Task to carry out - Since only part of the records is wanted, repeat exactly the lines from the one containing "#[arg(long)]" through the last line, both included.

==== Given data

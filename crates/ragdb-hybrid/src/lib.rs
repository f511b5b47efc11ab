//! Hybrid retrieval: dense nearest-neighbour search, optionally re-ranked by
//! fusing normalized dense similarity with BM25 computed over the candidates.

use anyhow::anyhow;
use tracing::{debug, instrument, warn};

use ragdb_core::error::{Error, Result};
use ragdb_core::traits::{ChunkStore, Embedder, IdMapper, LexicalScorer, VectorIndex};
use ragdb_core::types::{Candidate, Neighbor, RetrievalMode, RetrievalResult};
use ragdb_text::Bm25Scorer;

pub mod fusion;

/// Read-only retrieval engine over a vector index, its id map and a chunk store.
///
/// Holds no per-query state; share it behind an `Arc` for concurrent queries.
pub struct HybridRetriever<V, M, S> where V: VectorIndex, M: IdMapper, S: ChunkStore {
    embedder: Box<dyn Embedder>,
    index: V,
    ids: M,
    store: S,
    lexical: Box<dyn LexicalScorer>,
}

impl<V, M, S> HybridRetriever<V, M, S> where V: VectorIndex, M: IdMapper, S: ChunkStore {
    /// Fails when the embedder and index disagree on dimension, or when the
    /// id map does not cover exactly the vectors in the index.
    pub fn new(embedder: Box<dyn Embedder>, index: V, ids: M, store: S) -> Result<Self> {
        if embedder.dim() != index.dim() {
            return Err(Error::DimensionMismatch { what: "vector index", expected: embedder.dim(), actual: index.dim() });
        }
        if ids.len() != index.len() {
            return Err(Error::InvalidConfig(format!(
                "id map has {} entries but the vector index holds {} vectors",
                ids.len(),
                index.len()
            )));
        }
        debug!(vectors = index.len(), dim = index.dim(), "hybrid retriever ready");
        Ok(Self { embedder, index, ids, store, lexical: Box::new(Bm25Scorer::new()) })
    }

    pub fn with_lexical_scorer(mut self, scorer: Box<dyn LexicalScorer>) -> Self {
        self.lexical = scorer;
        self
    }

    pub fn len(&self) -> usize { self.index.len() }

    pub fn is_empty(&self) -> bool { self.index.is_empty() }

    /// Return up to `k` candidates for `query`.
    ///
    /// Baseline keeps dense order. Fused searches `2k` neighbours and, when at
    /// least two survive resolution, re-ranks them by combined score before
    /// truncating to `k`.
    #[instrument(level = "debug", skip(self, query))]
    pub fn retrieve(&self, query: &str, k: usize, mode: RetrievalMode) -> Result<RetrievalResult> {
        if query.trim().is_empty() {
            return Err(Error::InvalidRequest("query must not be empty".into()));
        }
        if k == 0 {
            return Err(Error::InvalidRequest("k must be greater than zero".into()));
        }

        let query_vec = self.embedder.embed(query).map_err(Error::Embedding)?;
        if query_vec.len() != self.index.dim() {
            return Err(Error::DimensionMismatch { what: "query embedding", expected: self.index.dim(), actual: query_vec.len() });
        }
        let search_k = mode.search_k(k);
        let neighbors = self.index.search(&query_vec, search_k).map_err(Error::Search)?;
        let mut candidates = self.resolve(&neighbors)?;
        debug!(search_k, neighbors = neighbors.len(), candidates = candidates.len(), "dense search done");

        let fusion_applied = mode == RetrievalMode::Fused && candidates.len() >= 2;
        if fusion_applied {
            let texts: Vec<&str> = candidates.iter().map(|c| c.record.text.as_str()).collect();
            let lexical = self.lexical.score(query, &texts).map_err(Error::Lexical)?;
            if lexical.len() != candidates.len() {
                return Err(Error::Lexical(anyhow!(
                    "scorer returned {} scores for {} candidates",
                    lexical.len(),
                    candidates.len()
                )));
            }
            fusion::fuse(&mut candidates, &lexical);
        }
        candidates.truncate(k);
        Ok(RetrievalResult { candidates, fusion_applied })
    }

    /// Turn index neighbours into candidates, preserving order. Positions the
    /// id map cannot resolve and ids missing from the store are skipped.
    fn resolve(&self, neighbors: &[Neighbor]) -> Result<Vec<Candidate>> {
        let mut out = Vec::with_capacity(neighbors.len());
        for n in neighbors {
            let Some(id) = self.ids.resolve(n.position) else {
                warn!(position = n.position, "index position has no chunk id");
                continue;
            };
            match self.store.get(id).map_err(Error::Store)? {
                Some(record) => out.push(Candidate::new(record, n.distance)),
                None => debug!(chunk_id = id, "chunk missing from store, skipped"),
            }
        }
        Ok(out)
    }
}
use std::env;

use ragdb_text::Bm25Scorer;

// Score a handful of passages against a query, treating them as the whole corpus.
// Usage:
//   cargo run -p ragdb-text --example score -- "your query" "passage one" "passage two" ...

fn main() -> anyhow::Result<()> {
    let args: Vec<String> = env::args().skip(1).collect();
    if args.len() < 2 {
        eprintln!("Usage: cargo run -p ragdb-text --example score -- <query> <passage>...");
        std::process::exit(1);
    }
    let query = &args[0];
    let passages: Vec<&str> = args[1..].iter().map(String::as_str).collect();

    let scores = Bm25Scorer::new().score_documents(query, &passages)?;
    println!("Query: {}", query);
    for (i, (passage, score)) in passages.iter().zip(scores).enumerate() {
        println!("  {}. bm25={:.4}  {}", i + 1, score, passage);
    }
    Ok(())
}
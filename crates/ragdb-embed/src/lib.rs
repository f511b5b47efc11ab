//! Sentence embedders implementing `ragdb_core::traits::Embedder`.
//!
//! `MiniLmEmbedder` runs a local BERT sentence model through candle;
//! `HashingEmbedder` is a deterministic stand-in selected with
//! `embedding.use_fake = true` or `APP_USE_FAKE_EMBEDDINGS=1`.

use anyhow::{Result, anyhow};
use std::path::{Path, PathBuf};
use tracing::info;

use ragdb_core::config::EmbeddingSettings;
use ragdb_core::traits::Embedder;

pub mod device;
pub mod hashing;
pub mod model;
pub mod pool;
pub mod tokenize;

pub use hashing::HashingEmbedder;
pub use model::MiniLmEmbedder;
pub use pool::masked_mean_l2;

/// Load the embedder described by `settings`. Failure here is fatal for the caller.
pub fn load_embedder(settings: &EmbeddingSettings) -> Result<Box<dyn Embedder>> {
    if settings.use_fake {
        info!(dim = settings.fake_dim, "using hashing embedder");
        return Ok(Box::new(HashingEmbedder::new(settings.fake_dim)));
    }
    let model_dir = resolve_model_dir(settings.model_dir.as_deref())?;
    Ok(Box::new(MiniLmEmbedder::load(&model_dir)?))
}

fn resolve_model_dir(configured: Option<&Path>) -> Result<PathBuf> {
    if let Some(p) = configured { if p.exists() { info!(dir = %p.display(), "using configured model dir"); return Ok(p.to_path_buf()); } }
    if let Ok(dir) = std::env::var("APP_MODEL_DIR") { let p = PathBuf::from(&dir); if p.exists() { info!(dir = %p.display(), "using APP_MODEL_DIR"); return Ok(p); } }
    if let Ok(dir) = std::env::var("MODEL_DIR") { let p = PathBuf::from(&dir); if p.exists() { info!(dir = %p.display(), "using MODEL_DIR"); return Ok(p); } }
    let local = Path::new("models/all-MiniLM-L6-v2"); if local.exists() { info!(dir = %local.display(), "using model dir"); return Ok(local.to_path_buf()); }
    match configured {
        Some(p) => Err(anyhow!("Configured model directory {} does not exist", p.display())),
        None => Err(anyhow!("Could not locate a sentence embedding model directory")),
    }
}
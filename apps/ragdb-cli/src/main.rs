//! `ragdb` command-line front end for the hybrid retriever.
//!
//! ```bash
//! ragdb search "how do I reset the breaker" -k 3
//! ragdb ask "how do I reset the breaker" --mode baseline --json
//! ```

mod answer;
mod output;
mod startup;

use anyhow::Result;
use clap::{Args, Parser, Subcommand};
use std::env;
use std::path::PathBuf;
use tracing_subscriber::EnvFilter;

use ragdb_core::config::{Config, RetrievalSettings};
use ragdb_core::types::RetrievalMode;

/// Search a chunked document corpus with dense + BM25 fused ranking.
#[derive(Parser)]
#[command(name = "ragdb", version, about)]
struct Cli {
    #[command(subcommand)]
    command: Command,

    /// Directory holding config.toml (default: current directory)
    #[arg(long, global = true)]
    config_dir: Option<PathBuf>,

    /// Enable verbose logging
    #[arg(short, long, global = true)]
    verbose: bool,
}

#[derive(Subcommand)]
enum Command {
    /// Print the ranked candidates for a query
    Search(QueryArgs),
    /// Answer from the top candidate, or abstain when confidence is low
    Ask(QueryArgs),
}

#[derive(Args)]
struct QueryArgs {
    query: String,

    /// Number of results (default: retrieval.default_k)
    #[arg(short = 'k', long = "top-k")]
    k: Option<usize>,

    /// baseline or fused (default: retrieval.default_mode)
    #[arg(short, long)]
    mode: Option<RetrievalMode>,

    /// Output as JSON
    #[arg(long)]
    json: bool,
}

impl QueryArgs {
    fn resolve(&self, defaults: &RetrievalSettings) -> (usize, RetrievalMode) {
        (self.k.unwrap_or(defaults.default_k), self.mode.unwrap_or(defaults.default_mode))
    }
}

fn main() -> Result<()> {
    let cli = Cli::parse();

    let filter = if cli.verbose { EnvFilter::new("info") } else { EnvFilter::new("warn") };
    tracing_subscriber::fmt().with_env_filter(filter).with_target(false).with_writer(std::io::stderr).init();

    let config = match &cli.config_dir {
        Some(dir) => {
            let env_name = env::var("RUST_ENV").unwrap_or_else(|_| "dev".to_string());
            Config::load_from(dir, &env_name)
        }
        None => Config::load(),
    }
    .map_err(|e| {
        eprintln!("Error loading config: {e:#}");
        e
    })?;
    let settings = config.settings()?;
    let retriever = startup::build_retriever(&settings)?;

    match &cli.command {
        Command::Search(args) => {
            let (k, mode) = args.resolve(&settings.retrieval);
            let result = retriever.retrieve(&args.query, k, mode)?;
            let out = if args.json { output::format_json(&result)? } else { output::format_search(&args.query, mode, &result) };
            println!("{out}");
        }
        Command::Ask(args) => {
            let (k, mode) = args.resolve(&settings.retrieval);
            let result = retriever.retrieve(&args.query, k, mode)?;
            let answer = answer::answer(result, mode, settings.answer.confidence_threshold);
            let out = if args.json { output::format_json(&answer)? } else { output::format_answer(&answer) };
            println!("{out}");
        }
    }
    Ok(())
}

========

Task answer -
    #[arg(long)]
    json: bool,
}

impl QueryArgs {
    fn resolve(&self, defaults: &RetrievalSettings) -> (usize, RetrievalMode) {
        (self.k.unwrap_or(defaults.default_k), self.mode.unwrap_or(defaults.default_mode))
    }
}

fn main() -> Result<()> {
    let cli = Cli::parse();

    let filter = if cli.verbose { EnvFilter::new("info") } else { EnvFilter::new("warn") };
    tracing_subscriber::fmt().with_env_filter(filter).with_target(false).with_writer(std::io::stderr).init();

    let config = match &cli.config_dir {
        Some(dir) => {
            let env_name = env::var("RUST_ENV").unwrap_or_else(|_| "dev".to_string());
            Config::load_from(dir, &env_name)
        }
        None => Config::load(),
    }
    .map_err(|e| {
        eprintln!("Error loading config: {e:#}");
        e
    })?;
    let settings = config.settings()?;
    let retriever = startup::build_retriever(&settings)?;

    match &cli.command {
        Command::Search(args) => {
            let (k, mode) = args.resolve(&settings.retrieval);
            let result = retriever.retrieve(&args.query, k, mode)?;
            let out = if args.json { output::format_json(&result)? } else { output::format_search(&args.query, mode, &result) };
            println!("{out}");
        }
        Command::Ask(args) => {
            let (k, mode) = args.resolve(&settings.retrieval);
            let result = retriever.retrieve(&args.query, k, mode)?;
            let answer = answer::answer(result, mode, settings.answer.confidence_threshold);
            let out = if args.json { output::format_json(&answer)? } else { output::format_answer(&answer) };
            println!("{out}");
        }
    }
    Ok(())
}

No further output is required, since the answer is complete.